The Santorini salad varied from restaurant to restaurant but each featured at least cherry tomatoes and one other product of Santorini. My biggest surprise on the trip was the discovery of Santorini capers. I’m not a big caper fan but Santorini capers won me over with an oddly sweet flavor paired with a slight saltiness. I even brought some home with me! This salad is super simple and features produce found at most farmer’s markets!
I’ve been debating sharing a little bit more about my trip Fridays here on Plaid & Paleo. I know my friends were a little dismayed by my lack of Instagram updates along the way. So if you are interested in my trip or just love traveling, Europe or funny stories come back tomorrow for an influx of non-food photos and touristy things!

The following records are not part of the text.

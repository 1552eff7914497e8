/// Errors that affect the overall batch exit code, as distinct from
/// per-journal decode failures, which never do (see [`crate::driver`]).
///
/// ```text
/// ┌──────────────────┬─────────────────────────────────────────────┐
/// │ Variant           │ Cause                                       │
/// ├──────────────────┼─────────────────────────────────────────────┤
/// │ OpenSource        │ A journal's byte source could not be opened │
/// │ CreateSink        │ An output JSONL file could not be created   │
/// │ Io                │ Any other I/O failure setting up a run      │
/// └──────────────────┴─────────────────────────────────────────────┘
/// ```
#[derive(Debug, thiserror::Error)]
pub enum DriverError {
    #[error("could not open journal source {name:?}: {source}")]
    OpenSource {
        name: String,
        #[source]
        source: std::io::Error,
    },

    #[error("could not create output sink at {path:?}: {source}")]
    CreateSink {
        path: std::path::PathBuf,
        #[source]
        source: std::io::Error,
    },

    #[error(transparent)]
    Io(#[from] std::io::Error),
}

- 1 heart of romaine, chopped
- 1 large cucumber, large diced
- 1 pint cherry or grape tomatoes, cut in half
- 1/4 cup currants
- 1/4 cup pine nuts
- 1/4 cup extra virgin olive oil
- 2 tbls lemon juice
- 1/2 tsp oregano
- 1/8 tsp sea salt
- 1/8 tsp pepper
- Combine all salad ingredients together in a large bowl.
- Mix all dressing ingredients in a blender until creamy.
- Pour over salad, toss and serve.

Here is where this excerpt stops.